How does the data below read from its first line through the line containing "#[derive(Debug, Default)]"? Print those lines exactly.

╭─ RECORDS PROVIDED

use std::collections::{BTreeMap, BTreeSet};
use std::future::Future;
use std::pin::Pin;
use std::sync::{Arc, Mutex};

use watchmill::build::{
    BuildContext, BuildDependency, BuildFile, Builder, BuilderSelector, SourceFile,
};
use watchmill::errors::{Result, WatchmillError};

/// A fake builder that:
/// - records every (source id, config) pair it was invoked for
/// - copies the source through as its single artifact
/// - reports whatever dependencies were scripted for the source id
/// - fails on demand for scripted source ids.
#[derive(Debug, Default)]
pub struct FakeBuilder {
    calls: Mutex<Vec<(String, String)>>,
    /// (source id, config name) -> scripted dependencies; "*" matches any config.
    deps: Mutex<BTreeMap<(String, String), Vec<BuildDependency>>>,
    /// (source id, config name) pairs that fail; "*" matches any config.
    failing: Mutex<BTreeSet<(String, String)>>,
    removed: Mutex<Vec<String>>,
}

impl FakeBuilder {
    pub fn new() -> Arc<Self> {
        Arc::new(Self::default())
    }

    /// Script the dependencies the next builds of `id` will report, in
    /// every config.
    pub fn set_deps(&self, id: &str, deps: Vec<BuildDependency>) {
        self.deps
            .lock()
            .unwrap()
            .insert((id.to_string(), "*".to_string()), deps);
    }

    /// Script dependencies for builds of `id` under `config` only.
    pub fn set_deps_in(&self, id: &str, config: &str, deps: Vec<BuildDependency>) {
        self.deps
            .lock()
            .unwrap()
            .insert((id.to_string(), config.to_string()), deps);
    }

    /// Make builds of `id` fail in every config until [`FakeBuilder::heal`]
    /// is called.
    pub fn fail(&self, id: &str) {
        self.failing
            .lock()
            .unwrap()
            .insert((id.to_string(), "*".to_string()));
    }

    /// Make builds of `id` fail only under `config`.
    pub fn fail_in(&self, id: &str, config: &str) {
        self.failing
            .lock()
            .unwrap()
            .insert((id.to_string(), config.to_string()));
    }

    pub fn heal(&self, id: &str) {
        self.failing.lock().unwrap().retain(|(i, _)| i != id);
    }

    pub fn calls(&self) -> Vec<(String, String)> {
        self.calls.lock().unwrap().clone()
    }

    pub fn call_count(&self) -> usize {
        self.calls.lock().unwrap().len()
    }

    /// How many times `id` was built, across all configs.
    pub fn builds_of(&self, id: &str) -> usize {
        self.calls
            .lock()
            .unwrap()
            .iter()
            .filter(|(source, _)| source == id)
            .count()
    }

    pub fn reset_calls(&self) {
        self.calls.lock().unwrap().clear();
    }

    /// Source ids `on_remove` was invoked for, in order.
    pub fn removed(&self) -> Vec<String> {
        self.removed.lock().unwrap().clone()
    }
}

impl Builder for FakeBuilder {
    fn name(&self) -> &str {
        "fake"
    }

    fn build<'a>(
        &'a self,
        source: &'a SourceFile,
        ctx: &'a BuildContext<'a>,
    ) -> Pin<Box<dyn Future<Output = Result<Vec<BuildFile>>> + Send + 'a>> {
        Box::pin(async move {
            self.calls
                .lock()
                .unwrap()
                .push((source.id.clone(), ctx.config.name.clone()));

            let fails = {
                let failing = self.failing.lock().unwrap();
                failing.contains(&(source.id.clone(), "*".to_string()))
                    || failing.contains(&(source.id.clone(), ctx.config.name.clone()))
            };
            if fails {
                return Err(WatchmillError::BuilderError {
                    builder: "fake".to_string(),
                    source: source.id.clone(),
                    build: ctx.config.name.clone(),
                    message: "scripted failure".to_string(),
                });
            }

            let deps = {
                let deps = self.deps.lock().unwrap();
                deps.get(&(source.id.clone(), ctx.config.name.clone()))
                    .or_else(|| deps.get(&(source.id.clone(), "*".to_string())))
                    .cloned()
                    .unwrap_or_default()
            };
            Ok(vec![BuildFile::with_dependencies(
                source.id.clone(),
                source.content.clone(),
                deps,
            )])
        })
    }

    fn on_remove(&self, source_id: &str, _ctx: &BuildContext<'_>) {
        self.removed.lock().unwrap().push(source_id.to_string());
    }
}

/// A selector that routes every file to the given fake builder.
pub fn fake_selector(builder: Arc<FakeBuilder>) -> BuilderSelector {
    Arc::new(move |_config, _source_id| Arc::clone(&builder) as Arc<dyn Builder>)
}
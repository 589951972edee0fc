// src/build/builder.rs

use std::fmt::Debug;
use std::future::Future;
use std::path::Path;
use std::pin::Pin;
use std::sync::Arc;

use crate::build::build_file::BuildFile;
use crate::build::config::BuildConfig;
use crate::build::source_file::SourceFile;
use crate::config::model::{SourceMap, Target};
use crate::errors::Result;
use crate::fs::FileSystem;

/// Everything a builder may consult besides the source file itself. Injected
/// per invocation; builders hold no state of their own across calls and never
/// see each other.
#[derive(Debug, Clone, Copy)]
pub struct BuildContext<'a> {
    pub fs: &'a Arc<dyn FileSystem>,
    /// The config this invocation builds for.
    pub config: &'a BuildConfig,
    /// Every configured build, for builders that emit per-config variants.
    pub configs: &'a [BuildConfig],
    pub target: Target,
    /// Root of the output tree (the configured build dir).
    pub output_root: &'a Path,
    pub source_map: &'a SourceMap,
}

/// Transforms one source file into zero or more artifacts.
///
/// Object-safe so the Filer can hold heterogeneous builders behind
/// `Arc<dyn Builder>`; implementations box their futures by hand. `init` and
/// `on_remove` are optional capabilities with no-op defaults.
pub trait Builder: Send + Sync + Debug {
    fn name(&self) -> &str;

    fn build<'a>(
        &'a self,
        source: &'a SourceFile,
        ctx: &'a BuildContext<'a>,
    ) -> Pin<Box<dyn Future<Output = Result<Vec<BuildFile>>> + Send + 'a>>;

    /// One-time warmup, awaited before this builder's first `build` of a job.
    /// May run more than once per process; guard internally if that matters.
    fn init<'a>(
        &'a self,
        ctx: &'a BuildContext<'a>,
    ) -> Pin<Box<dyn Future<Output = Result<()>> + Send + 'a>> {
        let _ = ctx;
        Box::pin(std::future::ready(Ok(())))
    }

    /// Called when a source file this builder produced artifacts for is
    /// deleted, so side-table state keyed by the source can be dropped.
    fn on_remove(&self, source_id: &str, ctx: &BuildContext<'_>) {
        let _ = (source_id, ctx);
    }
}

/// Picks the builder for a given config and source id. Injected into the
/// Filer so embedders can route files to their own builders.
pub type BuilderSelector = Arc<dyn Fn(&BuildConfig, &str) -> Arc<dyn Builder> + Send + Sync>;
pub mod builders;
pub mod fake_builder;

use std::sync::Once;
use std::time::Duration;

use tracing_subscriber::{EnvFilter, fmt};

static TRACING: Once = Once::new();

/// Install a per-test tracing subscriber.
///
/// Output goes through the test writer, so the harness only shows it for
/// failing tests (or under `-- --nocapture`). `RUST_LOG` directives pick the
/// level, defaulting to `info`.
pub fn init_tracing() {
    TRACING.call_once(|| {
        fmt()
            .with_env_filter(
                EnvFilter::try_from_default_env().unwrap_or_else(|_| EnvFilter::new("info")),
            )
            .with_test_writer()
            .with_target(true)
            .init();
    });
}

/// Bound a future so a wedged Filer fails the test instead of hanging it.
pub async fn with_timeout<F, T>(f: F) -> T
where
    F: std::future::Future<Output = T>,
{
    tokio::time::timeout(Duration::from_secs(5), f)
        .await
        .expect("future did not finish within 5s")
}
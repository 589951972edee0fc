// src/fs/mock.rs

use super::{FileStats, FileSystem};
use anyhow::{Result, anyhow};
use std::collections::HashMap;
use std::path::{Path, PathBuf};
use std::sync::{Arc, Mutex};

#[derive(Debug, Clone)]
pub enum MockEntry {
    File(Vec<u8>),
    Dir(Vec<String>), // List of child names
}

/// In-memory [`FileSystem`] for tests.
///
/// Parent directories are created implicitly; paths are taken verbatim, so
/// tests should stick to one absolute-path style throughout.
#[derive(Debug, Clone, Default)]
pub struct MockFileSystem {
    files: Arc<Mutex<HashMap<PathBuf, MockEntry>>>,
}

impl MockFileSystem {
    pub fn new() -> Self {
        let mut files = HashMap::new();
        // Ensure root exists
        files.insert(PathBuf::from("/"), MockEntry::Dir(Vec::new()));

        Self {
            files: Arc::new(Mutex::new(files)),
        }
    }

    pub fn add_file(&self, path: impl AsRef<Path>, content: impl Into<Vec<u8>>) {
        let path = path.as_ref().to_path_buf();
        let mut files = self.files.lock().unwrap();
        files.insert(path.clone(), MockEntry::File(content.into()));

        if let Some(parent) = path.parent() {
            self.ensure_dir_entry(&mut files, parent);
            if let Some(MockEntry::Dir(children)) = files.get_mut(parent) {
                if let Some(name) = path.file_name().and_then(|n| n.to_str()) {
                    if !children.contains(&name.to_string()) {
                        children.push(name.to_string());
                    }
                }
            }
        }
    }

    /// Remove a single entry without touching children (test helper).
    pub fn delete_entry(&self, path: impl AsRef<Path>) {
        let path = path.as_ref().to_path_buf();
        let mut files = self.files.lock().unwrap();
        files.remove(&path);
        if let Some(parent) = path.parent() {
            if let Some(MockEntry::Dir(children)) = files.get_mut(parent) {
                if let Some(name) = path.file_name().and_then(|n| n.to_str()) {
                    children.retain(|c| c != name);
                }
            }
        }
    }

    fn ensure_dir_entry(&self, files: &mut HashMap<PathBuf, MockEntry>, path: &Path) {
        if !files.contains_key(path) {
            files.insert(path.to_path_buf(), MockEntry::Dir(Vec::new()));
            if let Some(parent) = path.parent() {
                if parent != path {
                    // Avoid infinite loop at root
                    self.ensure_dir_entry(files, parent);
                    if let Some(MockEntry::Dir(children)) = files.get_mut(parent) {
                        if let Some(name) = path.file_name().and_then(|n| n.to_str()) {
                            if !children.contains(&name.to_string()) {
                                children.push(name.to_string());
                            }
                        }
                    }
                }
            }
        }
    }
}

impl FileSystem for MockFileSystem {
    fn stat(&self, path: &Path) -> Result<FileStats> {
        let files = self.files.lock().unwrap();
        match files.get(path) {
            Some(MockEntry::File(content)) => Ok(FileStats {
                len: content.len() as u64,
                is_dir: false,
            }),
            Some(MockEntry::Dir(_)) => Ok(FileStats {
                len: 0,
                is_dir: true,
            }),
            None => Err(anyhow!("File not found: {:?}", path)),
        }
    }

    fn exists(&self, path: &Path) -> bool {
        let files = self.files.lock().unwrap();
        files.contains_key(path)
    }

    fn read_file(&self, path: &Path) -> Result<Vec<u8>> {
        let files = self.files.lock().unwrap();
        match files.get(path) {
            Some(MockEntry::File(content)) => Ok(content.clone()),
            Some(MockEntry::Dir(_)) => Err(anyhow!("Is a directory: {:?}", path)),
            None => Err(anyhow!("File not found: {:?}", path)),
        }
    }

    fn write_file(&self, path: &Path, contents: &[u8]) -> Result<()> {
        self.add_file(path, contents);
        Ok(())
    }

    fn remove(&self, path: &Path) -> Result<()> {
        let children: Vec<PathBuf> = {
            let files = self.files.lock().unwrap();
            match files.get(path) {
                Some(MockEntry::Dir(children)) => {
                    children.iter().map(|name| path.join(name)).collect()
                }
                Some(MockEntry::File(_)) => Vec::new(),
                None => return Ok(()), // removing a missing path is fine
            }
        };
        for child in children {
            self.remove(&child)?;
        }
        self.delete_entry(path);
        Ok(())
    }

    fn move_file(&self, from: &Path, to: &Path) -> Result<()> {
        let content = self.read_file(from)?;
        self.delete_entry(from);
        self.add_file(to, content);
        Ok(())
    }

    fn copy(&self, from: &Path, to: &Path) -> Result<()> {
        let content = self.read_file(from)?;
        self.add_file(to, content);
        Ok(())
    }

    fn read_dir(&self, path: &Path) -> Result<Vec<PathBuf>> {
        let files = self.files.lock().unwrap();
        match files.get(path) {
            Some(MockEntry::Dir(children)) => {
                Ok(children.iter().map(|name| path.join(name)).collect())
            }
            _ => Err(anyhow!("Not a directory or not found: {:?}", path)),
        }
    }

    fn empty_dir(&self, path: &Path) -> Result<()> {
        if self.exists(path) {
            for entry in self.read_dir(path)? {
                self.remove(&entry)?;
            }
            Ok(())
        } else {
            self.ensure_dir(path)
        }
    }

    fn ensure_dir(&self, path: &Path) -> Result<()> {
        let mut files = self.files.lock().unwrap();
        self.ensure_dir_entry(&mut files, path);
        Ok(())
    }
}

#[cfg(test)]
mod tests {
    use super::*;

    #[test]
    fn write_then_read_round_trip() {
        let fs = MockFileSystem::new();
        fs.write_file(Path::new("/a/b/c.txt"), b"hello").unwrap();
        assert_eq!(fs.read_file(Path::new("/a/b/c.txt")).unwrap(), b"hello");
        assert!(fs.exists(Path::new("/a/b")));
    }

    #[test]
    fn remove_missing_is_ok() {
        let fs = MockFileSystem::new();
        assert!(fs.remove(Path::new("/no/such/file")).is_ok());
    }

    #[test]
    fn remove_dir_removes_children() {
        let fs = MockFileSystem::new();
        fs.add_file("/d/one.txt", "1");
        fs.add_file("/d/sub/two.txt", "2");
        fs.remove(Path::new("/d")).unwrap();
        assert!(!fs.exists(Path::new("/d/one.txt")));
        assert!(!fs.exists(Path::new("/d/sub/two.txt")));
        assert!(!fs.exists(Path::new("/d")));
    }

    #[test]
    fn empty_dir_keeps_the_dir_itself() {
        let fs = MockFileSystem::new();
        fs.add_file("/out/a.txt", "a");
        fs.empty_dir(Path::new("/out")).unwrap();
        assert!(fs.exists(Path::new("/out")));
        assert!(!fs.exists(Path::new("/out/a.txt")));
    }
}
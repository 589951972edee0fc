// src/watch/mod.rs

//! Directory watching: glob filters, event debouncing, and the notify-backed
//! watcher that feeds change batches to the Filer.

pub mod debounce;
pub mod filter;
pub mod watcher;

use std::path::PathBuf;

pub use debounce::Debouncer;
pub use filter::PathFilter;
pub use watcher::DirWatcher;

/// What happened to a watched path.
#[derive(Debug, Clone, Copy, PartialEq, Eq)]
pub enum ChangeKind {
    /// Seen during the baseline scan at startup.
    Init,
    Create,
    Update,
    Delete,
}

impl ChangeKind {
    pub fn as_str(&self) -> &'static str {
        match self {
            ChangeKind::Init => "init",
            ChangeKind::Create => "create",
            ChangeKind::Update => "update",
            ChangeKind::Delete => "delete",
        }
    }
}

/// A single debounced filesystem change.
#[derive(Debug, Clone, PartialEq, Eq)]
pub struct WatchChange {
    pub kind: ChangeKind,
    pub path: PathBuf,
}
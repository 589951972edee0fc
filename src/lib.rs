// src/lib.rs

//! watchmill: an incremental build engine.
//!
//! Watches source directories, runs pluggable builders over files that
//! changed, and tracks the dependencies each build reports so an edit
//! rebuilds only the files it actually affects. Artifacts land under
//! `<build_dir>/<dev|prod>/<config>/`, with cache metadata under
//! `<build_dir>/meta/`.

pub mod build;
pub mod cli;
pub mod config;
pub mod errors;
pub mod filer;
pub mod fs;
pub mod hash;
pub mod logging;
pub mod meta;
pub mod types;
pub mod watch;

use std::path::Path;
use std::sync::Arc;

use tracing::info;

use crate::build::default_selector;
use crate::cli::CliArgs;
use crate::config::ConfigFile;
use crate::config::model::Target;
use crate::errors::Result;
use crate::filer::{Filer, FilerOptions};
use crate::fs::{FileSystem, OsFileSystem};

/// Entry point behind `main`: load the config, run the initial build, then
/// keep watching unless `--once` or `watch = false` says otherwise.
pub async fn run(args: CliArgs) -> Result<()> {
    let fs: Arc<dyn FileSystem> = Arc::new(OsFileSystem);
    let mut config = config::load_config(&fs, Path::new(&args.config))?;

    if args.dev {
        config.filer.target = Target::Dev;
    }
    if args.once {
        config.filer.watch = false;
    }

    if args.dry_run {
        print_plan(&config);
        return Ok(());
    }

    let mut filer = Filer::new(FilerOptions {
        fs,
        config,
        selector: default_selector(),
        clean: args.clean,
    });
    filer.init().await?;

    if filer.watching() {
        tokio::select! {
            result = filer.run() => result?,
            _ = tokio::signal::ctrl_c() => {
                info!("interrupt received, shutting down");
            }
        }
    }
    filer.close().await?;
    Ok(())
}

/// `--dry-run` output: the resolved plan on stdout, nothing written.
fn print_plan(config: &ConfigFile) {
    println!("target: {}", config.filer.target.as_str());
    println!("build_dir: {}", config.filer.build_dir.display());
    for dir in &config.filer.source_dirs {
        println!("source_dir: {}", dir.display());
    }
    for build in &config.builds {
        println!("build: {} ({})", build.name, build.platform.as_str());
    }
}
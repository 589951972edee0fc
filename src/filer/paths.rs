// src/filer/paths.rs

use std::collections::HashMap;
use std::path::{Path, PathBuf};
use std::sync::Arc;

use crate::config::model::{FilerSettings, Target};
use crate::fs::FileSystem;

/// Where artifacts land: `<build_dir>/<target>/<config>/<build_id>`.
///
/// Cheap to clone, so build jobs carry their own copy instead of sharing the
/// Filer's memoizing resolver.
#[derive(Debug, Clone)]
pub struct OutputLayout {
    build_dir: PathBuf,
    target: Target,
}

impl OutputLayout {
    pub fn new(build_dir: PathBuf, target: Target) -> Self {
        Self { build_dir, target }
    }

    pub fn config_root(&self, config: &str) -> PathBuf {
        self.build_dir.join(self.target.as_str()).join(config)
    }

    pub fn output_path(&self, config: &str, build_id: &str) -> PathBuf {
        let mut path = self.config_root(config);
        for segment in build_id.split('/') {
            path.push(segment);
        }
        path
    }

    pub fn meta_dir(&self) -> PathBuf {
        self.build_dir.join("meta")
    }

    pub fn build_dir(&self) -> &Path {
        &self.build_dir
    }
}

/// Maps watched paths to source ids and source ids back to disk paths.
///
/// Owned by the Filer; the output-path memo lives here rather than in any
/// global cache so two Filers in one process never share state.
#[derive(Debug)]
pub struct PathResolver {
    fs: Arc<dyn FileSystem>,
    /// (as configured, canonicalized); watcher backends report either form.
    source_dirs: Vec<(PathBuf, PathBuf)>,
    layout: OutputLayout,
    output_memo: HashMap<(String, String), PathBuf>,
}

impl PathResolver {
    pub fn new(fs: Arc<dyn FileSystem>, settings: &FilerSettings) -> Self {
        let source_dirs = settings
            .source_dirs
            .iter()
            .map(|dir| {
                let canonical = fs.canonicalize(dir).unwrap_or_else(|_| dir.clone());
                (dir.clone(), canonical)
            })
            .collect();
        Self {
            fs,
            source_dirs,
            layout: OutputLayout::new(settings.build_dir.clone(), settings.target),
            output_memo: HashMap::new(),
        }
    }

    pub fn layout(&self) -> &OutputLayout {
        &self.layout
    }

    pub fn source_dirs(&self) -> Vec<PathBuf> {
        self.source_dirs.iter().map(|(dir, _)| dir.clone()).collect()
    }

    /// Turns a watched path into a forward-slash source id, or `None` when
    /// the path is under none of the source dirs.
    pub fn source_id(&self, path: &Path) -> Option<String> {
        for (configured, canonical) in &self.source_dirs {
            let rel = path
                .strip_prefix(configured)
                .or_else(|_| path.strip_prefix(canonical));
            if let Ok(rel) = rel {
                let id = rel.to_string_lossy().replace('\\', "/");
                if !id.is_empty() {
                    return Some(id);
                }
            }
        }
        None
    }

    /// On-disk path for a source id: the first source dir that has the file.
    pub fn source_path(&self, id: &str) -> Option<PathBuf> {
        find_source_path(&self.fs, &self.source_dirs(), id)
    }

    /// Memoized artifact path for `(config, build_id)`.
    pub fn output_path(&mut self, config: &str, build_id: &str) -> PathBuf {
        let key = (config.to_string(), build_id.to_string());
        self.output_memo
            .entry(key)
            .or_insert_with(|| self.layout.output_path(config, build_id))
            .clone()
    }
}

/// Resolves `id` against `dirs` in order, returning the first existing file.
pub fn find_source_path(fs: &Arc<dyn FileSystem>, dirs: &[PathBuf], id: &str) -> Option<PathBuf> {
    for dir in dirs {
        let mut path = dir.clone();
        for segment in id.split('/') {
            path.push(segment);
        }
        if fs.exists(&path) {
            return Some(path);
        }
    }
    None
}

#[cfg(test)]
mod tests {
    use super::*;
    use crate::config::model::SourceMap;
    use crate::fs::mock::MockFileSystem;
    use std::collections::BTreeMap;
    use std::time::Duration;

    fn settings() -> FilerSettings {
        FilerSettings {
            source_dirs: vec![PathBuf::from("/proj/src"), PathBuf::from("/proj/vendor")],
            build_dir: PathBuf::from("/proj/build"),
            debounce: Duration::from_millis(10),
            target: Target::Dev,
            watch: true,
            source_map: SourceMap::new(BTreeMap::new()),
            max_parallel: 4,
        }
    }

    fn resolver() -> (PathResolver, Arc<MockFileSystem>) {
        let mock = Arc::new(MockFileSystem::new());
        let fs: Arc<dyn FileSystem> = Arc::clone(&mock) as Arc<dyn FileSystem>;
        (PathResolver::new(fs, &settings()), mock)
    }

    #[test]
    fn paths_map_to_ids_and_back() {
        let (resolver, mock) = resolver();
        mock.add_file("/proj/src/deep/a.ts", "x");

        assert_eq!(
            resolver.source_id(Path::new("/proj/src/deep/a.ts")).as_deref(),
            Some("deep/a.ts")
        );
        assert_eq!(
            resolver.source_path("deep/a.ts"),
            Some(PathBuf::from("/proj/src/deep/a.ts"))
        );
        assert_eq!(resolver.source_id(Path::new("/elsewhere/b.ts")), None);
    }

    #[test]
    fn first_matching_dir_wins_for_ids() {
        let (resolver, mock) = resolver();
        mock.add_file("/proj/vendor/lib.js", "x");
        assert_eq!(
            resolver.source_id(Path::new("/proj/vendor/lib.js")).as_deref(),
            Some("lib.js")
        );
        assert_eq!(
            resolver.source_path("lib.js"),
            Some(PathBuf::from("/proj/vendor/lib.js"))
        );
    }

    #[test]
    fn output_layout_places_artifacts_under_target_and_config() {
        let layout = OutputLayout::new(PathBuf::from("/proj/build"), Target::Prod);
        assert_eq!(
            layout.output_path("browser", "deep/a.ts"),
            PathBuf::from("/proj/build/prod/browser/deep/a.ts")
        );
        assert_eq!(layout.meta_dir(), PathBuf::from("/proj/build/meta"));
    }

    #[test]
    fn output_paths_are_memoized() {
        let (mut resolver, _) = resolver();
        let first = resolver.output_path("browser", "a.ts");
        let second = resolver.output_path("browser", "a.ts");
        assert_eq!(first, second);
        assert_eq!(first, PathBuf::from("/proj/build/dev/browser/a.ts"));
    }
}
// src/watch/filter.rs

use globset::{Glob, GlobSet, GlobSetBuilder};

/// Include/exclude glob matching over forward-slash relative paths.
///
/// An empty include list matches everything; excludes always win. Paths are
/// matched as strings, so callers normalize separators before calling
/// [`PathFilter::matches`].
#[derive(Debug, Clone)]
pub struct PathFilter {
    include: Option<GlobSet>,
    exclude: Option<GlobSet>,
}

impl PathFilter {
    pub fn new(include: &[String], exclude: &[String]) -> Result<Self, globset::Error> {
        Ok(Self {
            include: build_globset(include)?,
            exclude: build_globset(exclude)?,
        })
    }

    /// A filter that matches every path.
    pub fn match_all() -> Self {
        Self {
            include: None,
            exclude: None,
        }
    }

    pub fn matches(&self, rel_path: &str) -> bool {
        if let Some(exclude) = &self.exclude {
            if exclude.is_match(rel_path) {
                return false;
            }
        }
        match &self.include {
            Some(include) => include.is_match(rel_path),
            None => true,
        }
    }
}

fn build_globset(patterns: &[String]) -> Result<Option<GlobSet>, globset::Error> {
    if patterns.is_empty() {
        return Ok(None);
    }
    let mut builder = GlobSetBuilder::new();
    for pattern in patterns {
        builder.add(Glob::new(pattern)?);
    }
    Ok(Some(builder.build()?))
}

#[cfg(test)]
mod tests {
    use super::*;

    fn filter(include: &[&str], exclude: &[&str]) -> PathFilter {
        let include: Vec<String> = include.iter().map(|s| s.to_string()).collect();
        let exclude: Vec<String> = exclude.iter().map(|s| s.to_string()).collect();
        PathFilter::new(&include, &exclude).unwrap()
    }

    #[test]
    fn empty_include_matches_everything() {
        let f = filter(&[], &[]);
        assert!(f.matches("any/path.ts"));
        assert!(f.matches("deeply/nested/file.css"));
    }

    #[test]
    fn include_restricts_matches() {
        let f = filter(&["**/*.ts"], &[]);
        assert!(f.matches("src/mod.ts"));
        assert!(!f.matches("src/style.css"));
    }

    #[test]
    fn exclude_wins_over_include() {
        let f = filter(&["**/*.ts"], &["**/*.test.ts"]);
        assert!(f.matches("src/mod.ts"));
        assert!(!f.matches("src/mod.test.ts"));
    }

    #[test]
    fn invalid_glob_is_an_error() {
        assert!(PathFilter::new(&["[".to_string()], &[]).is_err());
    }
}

╰─

### RESULT
use std::collections::{BTreeMap, BTreeSet};
use std::future::Future;
use std::pin::Pin;
use std::sync::{Arc, Mutex};

use watchmill::build::{
    BuildContext, BuildDependency, BuildFile, Builder, BuilderSelector, SourceFile,
};
use watchmill::errors::{Result, WatchmillError};

/// A fake builder that:
/// - records every (source id, config) pair it was invoked for
/// - copies the source through as its single artifact
/// - reports whatever dependencies were scripted for the source id
/// - fails on demand for scripted source ids.
#[derive(Debug, Default)]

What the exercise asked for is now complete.